I know, I know, don’t judge a book by it’s cover – but you know that I do and if it had been down to the cover alone I would never have picked up Today I Am Carey. Thankfully I had other motivations: this is the reworking of Today, I Am Paul, a devastatingly good short story, and I was very excited to see where Martin L Shoemaker had taken it.
The first act will be familiar to anyone who has read the short story, because it is the short story. Our narrator is a geriatric care android caring for Mildred Owens through the final stages of Alzheimers. BRKCX-01932-217JH-98662 (aka Carey) is a groundbreaking prototype equipped with state of the art software. Its empathy nets pick up the tiny indicators of human emotions, and its emulation net builds profiles of its patient’s loved ones so that it can mimic them as her recall and recognition wander. At any given moment, Carey is whoever Mildred needs it to be, even capable of making cosmetic changes to its appearance in support of its performance.
To all intents and purposes, Carey becomes Mildred’s family when they aren’t with her. As her son Paul, Carey unwillingly but helplessly displays his wearied frustration with her memory lapses (although it can – at a cost – override Paul’s argumentative tendencies where it deems they would upset Mildred). As her granddaughter Anna, it can sometimes coax Mildred into the garden – or at least brighten her day by bringing in flowers. Carey understands her daughter-in-law Susan’s fear of Mildred’s condition, and synthesises her compassion.
Carey’s creator is convinced that it exceeds its programming. Its empathy net was intended to enable it to recognise and understand human responses, but she never expected the alchemy of empathy and emulation nets to make it care. Carey is driven to help people; conflicts between doing the right thing and providing comfort cause it anguish.
But when Mildred dies, Carey loses its purpose. Today, I Am Carey follows its journey through three generations of the Owens family as Carey discovers just how versatile its programming is and establishes its own identity, rather than merely emulating that of others.
At its best, this is a heart-warming saga of compassion, interspersed with poignant moments and affectionate humour. Carey can download updates to its medical databases, but it doesn’t know who Santa is or how to make a sock monkey. Learning how to win a child’s trust – and later finding a job to fill the hours when that child flies the nest – is a little more challenging, if not half as tricky as learning how to judge when something is ‘good enough’.

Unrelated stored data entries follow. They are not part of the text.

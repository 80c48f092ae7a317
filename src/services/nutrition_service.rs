use anyhow::Result;
use chrono::{NaiveDate, Utc};
use sqlx::PgPool;
use uuid::Uuid;

use crate::models::{
    CreateFoodEntryRequest, DailyNutritionSummary, FoodEntry, FoodQuery, UpdateFoodEntryRequest,
};

#[derive(Clone)]
pub struct NutritionService {
    db: PgPool,
}

impl NutritionService {
    pub fn new(db: PgPool) -> Self {
        Self { db }
    }

    pub async fn create_entry(&self, user_id: Uuid, request: CreateFoodEntryRequest) -> Result<FoodEntry> {
        let entry = sqlx::query_as::<_, FoodEntry>(
            r#"
            INSERT INTO food_entries (
                id, user_id, name, meal_type, calories,
                protein_g, carbs_g, fat_g, consumed_on, notes
            )
            VALUES ($1, $2, $3, $4, $5, $6, $7, $8, $9, $10)
            RETURNING *
            "#,
        )
        .bind(Uuid::new_v4())
        .bind(user_id)
        .bind(request.name.trim())
        .bind(request.meal_type)
        .bind(request.calories)
        .bind(request.protein_g)
        .bind(request.carbs_g)
        .bind(request.fat_g)
        .bind(request.consumed_on.unwrap_or_else(|| Utc::now().date_naive()))
        .bind(request.notes)
        .fetch_one(&self.db)
        .await?;

        Ok(entry)
    }

    pub async fn get_entry(&self, entry_id: Uuid, user_id: Uuid) -> Result<Option<FoodEntry>> {
        let entry = sqlx::query_as::<_, FoodEntry>(
            "SELECT * FROM food_entries WHERE id = $1 AND user_id = $2",
        )
        .bind(entry_id)
        .bind(user_id)
        .fetch_optional(&self.db)
        .await?;

        Ok(entry)
    }

    /// `date` wins over `from`/`to`; newest day first, meals in eating order
    pub async fn list_entries(&self, user_id: Uuid, query: FoodQuery) -> Result<Vec<FoodEntry>> {
        let (from, to) = match query.date {
            Some(date) => (Some(date), Some(date)),
            None => (query.from, query.to),
        };

        let entries = sqlx::query_as::<_, FoodEntry>(
            r#"
            SELECT * FROM food_entries
            WHERE user_id = $1
              AND ($2::DATE IS NULL OR consumed_on >= $2)
              AND ($3::DATE IS NULL OR consumed_on <= $3)
              AND ($4::meal_type IS NULL OR meal_type = $4)
            ORDER BY consumed_on DESC, meal_type, created_at
            "#,
        )
        .bind(user_id)
        .bind(from)
        .bind(to)
        .bind(query.meal_type)
        .fetch_all(&self.db)
        .await?;

        Ok(entries)
    }

    pub async fn update_entry(
        &self,
        entry_id: Uuid,
        user_id: Uuid,
        request: UpdateFoodEntryRequest,
    ) -> Result<Option<FoodEntry>> {
        let entry = sqlx::query_as::<_, FoodEntry>(
            r#"
            UPDATE food_entries SET
                name = COALESCE($3, name),
                meal_type = COALESCE($4, meal_type),
                calories = COALESCE($5, calories),
                protein_g = COALESCE($6, protein_g),
                carbs_g = COALESCE($7, carbs_g),
                fat_g = COALESCE($8, fat_g),
                consumed_on = COALESCE($9, consumed_on),
                notes = COALESCE($10, notes),
                updated_at = NOW()
            WHERE id = $1 AND user_id = $2
            RETURNING *
            "#,
        )
        .bind(entry_id)
        .bind(user_id)
        .bind(request.name.as_deref().map(str::trim))
        .bind(request.meal_type)
        .bind(request.calories)
        .bind(request.protein_g)
        .bind(request.carbs_g)
        .bind(request.fat_g)
        .bind(request.consumed_on)
        .bind(request.notes)
        .fetch_optional(&self.db)
        .await?;

        Ok(entry)
    }

    pub async fn delete_entry(&self, entry_id: Uuid, user_id: Uuid) -> Result<bool> {
        let result = sqlx::query("DELETE FROM food_entries WHERE id = $1 AND user_id = $2")
            .bind(entry_id)
            .bind(user_id)
            .execute(&self.db)
            .await?;

        Ok(result.rows_affected() > 0)
    }

    pub async fn daily_summary(&self, user_id: Uuid, date: NaiveDate) -> Result<DailyNutritionSummary> {
        let entries = self
            .list_entries(
                user_id,
                FoodQuery {
                    date: Some(date),
                    ..FoodQuery::default()
                },
            )
            .await?;

        Ok(DailyNutritionSummary::from_entries(date, &entries))
    }
}
use chrono::NaiveDate;
use serde::Serialize;

use super::{DailyNutritionSummary, DailyStepSummary, GoalView};

#[derive(Debug, Clone, Serialize)]
pub struct DailyWorkoutTotals {
    pub workouts: i64,
    pub minutes: i64,
    pub calories: f64,
}

/// Everything the home screen shows for one day
#[derive(Debug, Serialize)]
pub struct DailyOverview {
    pub date: NaiveDate,
    pub steps: DailyStepSummary,
    pub workouts: DailyWorkoutTotals,
    pub nutrition: DailyNutritionSummary,
    pub calories_burned: f64,
    pub net_calories: f64,
    pub active_goals: Vec<GoalView>,
    pub unread_notifications: i64,
}

impl DailyOverview {
    pub fn new(
        date: NaiveDate,
        steps: DailyStepSummary,
        workouts: DailyWorkoutTotals,
        nutrition: DailyNutritionSummary,
        active_goals: Vec<GoalView>,
        unread_notifications: i64,
    ) -> Self {
        let calories_burned = round1(workouts.calories + steps.calories);
        let net_calories = round1(nutrition.total_calories - calories_burned);

        Self {
            date,
            steps,
            workouts,
            nutrition,
            calories_burned,
            net_calories,
            active_goals,
            unread_notifications,
        }
    }
}

fn round1(value: f64) -> f64 {
    (value * 10.0).round() / 10.0
}
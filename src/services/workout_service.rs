use anyhow::Result;
use chrono::{NaiveDate, Utc};
use sqlx::{PgPool, Row};
use uuid::Uuid;

use crate::calculator::{estimate_calories, met_value, REFERENCE_WEIGHT_KG};
use crate::models::{
    CalorieEstimate, CreateWorkoutRequest, DailyWorkoutTotals, DateRangeQuery,
    EstimateCaloriesRequest, UpdateWorkoutRequest, Workout, WorkoutQuery, WorkoutSummary,
    WorkoutTypeBreakdown,
};
use crate::services::UserService;

const DEFAULT_PAGE_SIZE: i64 = 50;
const MAX_PAGE_SIZE: i64 = 100;

#[derive(Clone)]
pub struct WorkoutService {
    db: PgPool,
    users: UserService,
}

impl WorkoutService {
    pub fn new(db: PgPool) -> Self {
        Self {
            users: UserService::new(db.clone()),
            db,
        }
    }

    pub async fn create_workout(&self, user_id: Uuid, request: CreateWorkoutRequest) -> Result<Workout> {
        let calories_burned = match request.calories_burned {
            Some(calories) => calories,
            None => {
                let weight = self.weight_for(user_id).await?;
                estimate_calories(
                    request.workout_type,
                    request.intensity,
                    f64::from(request.duration_minutes),
                    weight,
                )?
            }
        };

        let workout = sqlx::query_as::<_, Workout>(
            r#"
            INSERT INTO workouts (
                id, user_id, workout_type, intensity, duration_minutes,
                calories_burned, distance_km, performed_on, notes
            )
            VALUES ($1, $2, $3, $4, $5, $6, $7, $8, $9)
            RETURNING *
            "#,
        )
        .bind(Uuid::new_v4())
        .bind(user_id)
        .bind(request.workout_type)
        .bind(request.intensity)
        .bind(request.duration_minutes)
        .bind(calories_burned)
        .bind(request.distance_km)
        .bind(request.performed_on.unwrap_or_else(|| Utc::now().date_naive()))
        .bind(request.notes)
        .fetch_one(&self.db)
        .await?;

        tracing::debug!(
            "Logged {} workout {} for user {}",
            workout.workout_type.as_str(),
            workout.id,
            user_id
        );
        Ok(workout)
    }

    pub async fn get_workout(&self, workout_id: Uuid, user_id: Uuid) -> Result<Option<Workout>> {
        let workout = sqlx::query_as::<_, Workout>(
            "SELECT * FROM workouts WHERE id = $1 AND user_id = $2",
        )
        .bind(workout_id)
        .bind(user_id)
        .fetch_optional(&self.db)
        .await?;

        Ok(workout)
    }

    /// Newest first
    pub async fn list_workouts(&self, user_id: Uuid, query: WorkoutQuery) -> Result<Vec<Workout>> {
        let limit = query.limit.unwrap_or(DEFAULT_PAGE_SIZE).clamp(1, MAX_PAGE_SIZE);
        let offset = query.offset.unwrap_or(0).max(0);

        let mut sql = "SELECT * FROM workouts WHERE user_id = $1".to_string();
        let mut param_count = 2;

        if query.workout_type.is_some() {
            sql.push_str(&format!(" AND workout_type = ${}", param_count));
            param_count += 1;
        }
        if query.from.is_some() {
            sql.push_str(&format!(" AND performed_on >= ${}", param_count));
            param_count += 1;
        }
        if query.to.is_some() {
            sql.push_str(&format!(" AND performed_on <= ${}", param_count));
        }

        sql.push_str(" ORDER BY performed_on DESC, created_at DESC");
        sql.push_str(&format!(" LIMIT {} OFFSET {}", limit, offset));

        let mut query_builder = sqlx::query_as::<_, Workout>(&sql).bind(user_id);
        if let Some(workout_type) = query.workout_type {
            query_builder = query_builder.bind(workout_type);
        }
        if let Some(from) = query.from {
            query_builder = query_builder.bind(from);
        }
        if let Some(to) = query.to {
            query_builder = query_builder.bind(to);
        }

        let workouts = query_builder.fetch_all(&self.db).await?;
        Ok(workouts)
    }

    /// Re-estimates calories when type, intensity or duration change without an explicit count
    pub async fn update_workout(
        &self,
        workout_id: Uuid,
        user_id: Uuid,
        request: UpdateWorkoutRequest,
    ) -> Result<Option<Workout>> {
        let Some(existing) = self.get_workout(workout_id, user_id).await? else {
            return Ok(None);
        };

        let workout_type = request.workout_type.unwrap_or(existing.workout_type);
        let intensity = request.intensity.unwrap_or(existing.intensity);
        let duration_minutes = request.duration_minutes.unwrap_or(existing.duration_minutes);

        let calories_burned = match request.calories_burned {
            Some(calories) => calories,
            None if request.affects_calorie_estimate() => {
                let weight = self.weight_for(user_id).await?;
                estimate_calories(workout_type, intensity, f64::from(duration_minutes), weight)?
            }
            None => existing.calories_burned,
        };

        let workout = sqlx::query_as::<_, Workout>(
            r#"
            UPDATE workouts SET
                workout_type = $3,
                intensity = $4,
                duration_minutes = $5,
                calories_burned = $6,
                distance_km = COALESCE($7, distance_km),
                performed_on = COALESCE($8, performed_on),
                notes = COALESCE($9, notes),
                updated_at = NOW()
            WHERE id = $1 AND user_id = $2
            RETURNING *
            "#,
        )
        .bind(workout_id)
        .bind(user_id)
        .bind(workout_type)
        .bind(intensity)
        .bind(duration_minutes)
        .bind(calories_burned)
        .bind(request.distance_km)
        .bind(request.performed_on)
        .bind(request.notes)
        .fetch_optional(&self.db)
        .await?;

        Ok(workout)
    }

    pub async fn delete_workout(&self, workout_id: Uuid, user_id: Uuid) -> Result<bool> {
        let result = sqlx::query("DELETE FROM workouts WHERE id = $1 AND user_id = $2")
            .bind(workout_id)
            .bind(user_id)
            .execute(&self.db)
            .await?;

        Ok(result.rows_affected() > 0)
    }

    /// Totals over an optional inclusive date range, with a per-type breakdown
    pub async fn get_summary(&self, user_id: Uuid, range: DateRangeQuery) -> Result<WorkoutSummary> {
        let totals = sqlx::query(
            r#"
            SELECT
                COUNT(*) AS total_workouts,
                COALESCE(SUM(duration_minutes), 0)::BIGINT AS total_minutes,
                COALESCE(SUM(calories_burned), 0)::FLOAT8 AS total_calories,
                COALESCE(SUM(distance_km), 0)::FLOAT8 AS total_distance_km
            FROM workouts
            WHERE user_id = $1
              AND ($2::DATE IS NULL OR performed_on >= $2)
              AND ($3::DATE IS NULL OR performed_on <= $3)
            "#,
        )
        .bind(user_id)
        .bind(range.from)
        .bind(range.to)
        .fetch_one(&self.db)
        .await?;

        let by_type = sqlx::query_as::<_, WorkoutTypeBreakdown>(
            r#"
            SELECT
                workout_type,
                COUNT(*) AS workouts,
                COALESCE(SUM(duration_minutes), 0)::BIGINT AS minutes,
                COALESCE(SUM(calories_burned), 0)::FLOAT8 AS calories
            FROM workouts
            WHERE user_id = $1
              AND ($2::DATE IS NULL OR performed_on >= $2)
              AND ($3::DATE IS NULL OR performed_on <= $3)
            GROUP BY workout_type
            ORDER BY workouts DESC, workout_type
            "#,
        )
        .bind(user_id)
        .bind(range.from)
        .bind(range.to)
        .fetch_all(&self.db)
        .await?;

        Ok(WorkoutSummary {
            from: range.from,
            to: range.to,
            total_workouts: totals.try_get("total_workouts")?,
            total_minutes: totals.try_get("total_minutes")?,
            total_calories: round1(totals.try_get("total_calories")?),
            total_distance_km: round1(totals.try_get("total_distance_km")?),
            by_type,
        })
    }

    pub async fn daily_totals(&self, user_id: Uuid, date: NaiveDate) -> Result<DailyWorkoutTotals> {
        let row = sqlx::query(
            r#"
            SELECT
                COUNT(*) AS workouts,
                COALESCE(SUM(duration_minutes), 0)::BIGINT AS minutes,
                COALESCE(SUM(calories_burned), 0)::FLOAT8 AS calories
            FROM workouts
            WHERE user_id = $1 AND performed_on = $2
            "#,
        )
        .bind(user_id)
        .bind(date)
        .fetch_one(&self.db)
        .await?;

        Ok(DailyWorkoutTotals {
            workouts: row.try_get("workouts")?,
            minutes: row.try_get("minutes")?,
            calories: round1(row.try_get("calories")?),
        })
    }

    /// Stateless estimate; weight falls back to the caller's profile, then the reference weight
    pub async fn estimate(&self, user_id: Uuid, request: EstimateCaloriesRequest) -> Result<CalorieEstimate> {
        let weight_kg = match request.weight_kg {
            Some(weight) => weight,
            None => self.weight_for(user_id).await?,
        };

        let calories = estimate_calories(
            request.workout_type,
            request.intensity,
            request.duration_minutes,
            weight_kg,
        )?;

        Ok(CalorieEstimate {
            workout_type: request.workout_type,
            intensity: request.intensity,
            met: met_value(request.workout_type, request.intensity),
            weight_kg,
            duration_minutes: request.duration_minutes,
            calories,
        })
    }

    async fn weight_for(&self, user_id: Uuid) -> Result<f64> {
        Ok(self
            .users
            .get_weight_kg(user_id)
            .await?
            .unwrap_or(REFERENCE_WEIGHT_KG))
    }
}

fn round1(value: f64) -> f64 {
    (value * 10.0).round() / 10.0
}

Carey’s life lessons give Shoemaker free rein to reinterpret the human condition in Carey’s terms. Carey may not think it understands grief or loss, but its reflection that Mildred’s ‘profile is still within me, still available, but now she is not there to add to it’ had my eyes prickling with tears. In another rather lovely metaphor, Paul explains to Carey that ‘fiction is our empathy net. It lets us understand other people and other experiences’.
Put in those terms, who can say that Carey’s feelings are less valid than our own?
“Love isn’t an attribute. It’s an action. If you act in a loving way, then you are loving, whether you’re silicone or flesh. That’s what loving is”
Today, I Am Carey is an episodic narrative: where it faltered for me was in how brief (and in some cases how mundane) some of the episodes were. By mid-way, it was beginning to feel a little flabby and I felt it suffered from a lack of narrative tension. Each challenge was either easily overcome (Belize – while initially promising – ultimately felt like a missed opportunity) or in some cases side-stepped completely (surely the insurance company should have taken issue with Carey’s involvement in Millie’s car crash). It dimmed my enthusiasm a little, although it does make this a very comforting book to dip into at the end of a difficult day. And make no mistake: as a story of how we experience, give and are shaped by love, it succeeds beautifully.
Besides, in the final act – just as I was starting to consider it might all be a bit too saccharine – Shoemaker pulled the rug from under me.
I was not ready for the feelings.
Well played, sir. Well played.
Content note: yes, I cried. Several times. Memory loss and loss of loved ones are both sore spots for me, and they are core themes throughout the novel.
I received a free copy from the publisher in exchange for an honest review.
Today I Am Carey is available now on Kindle, and will be released in mass market paperback from March 2nd (UK) / 31st (US).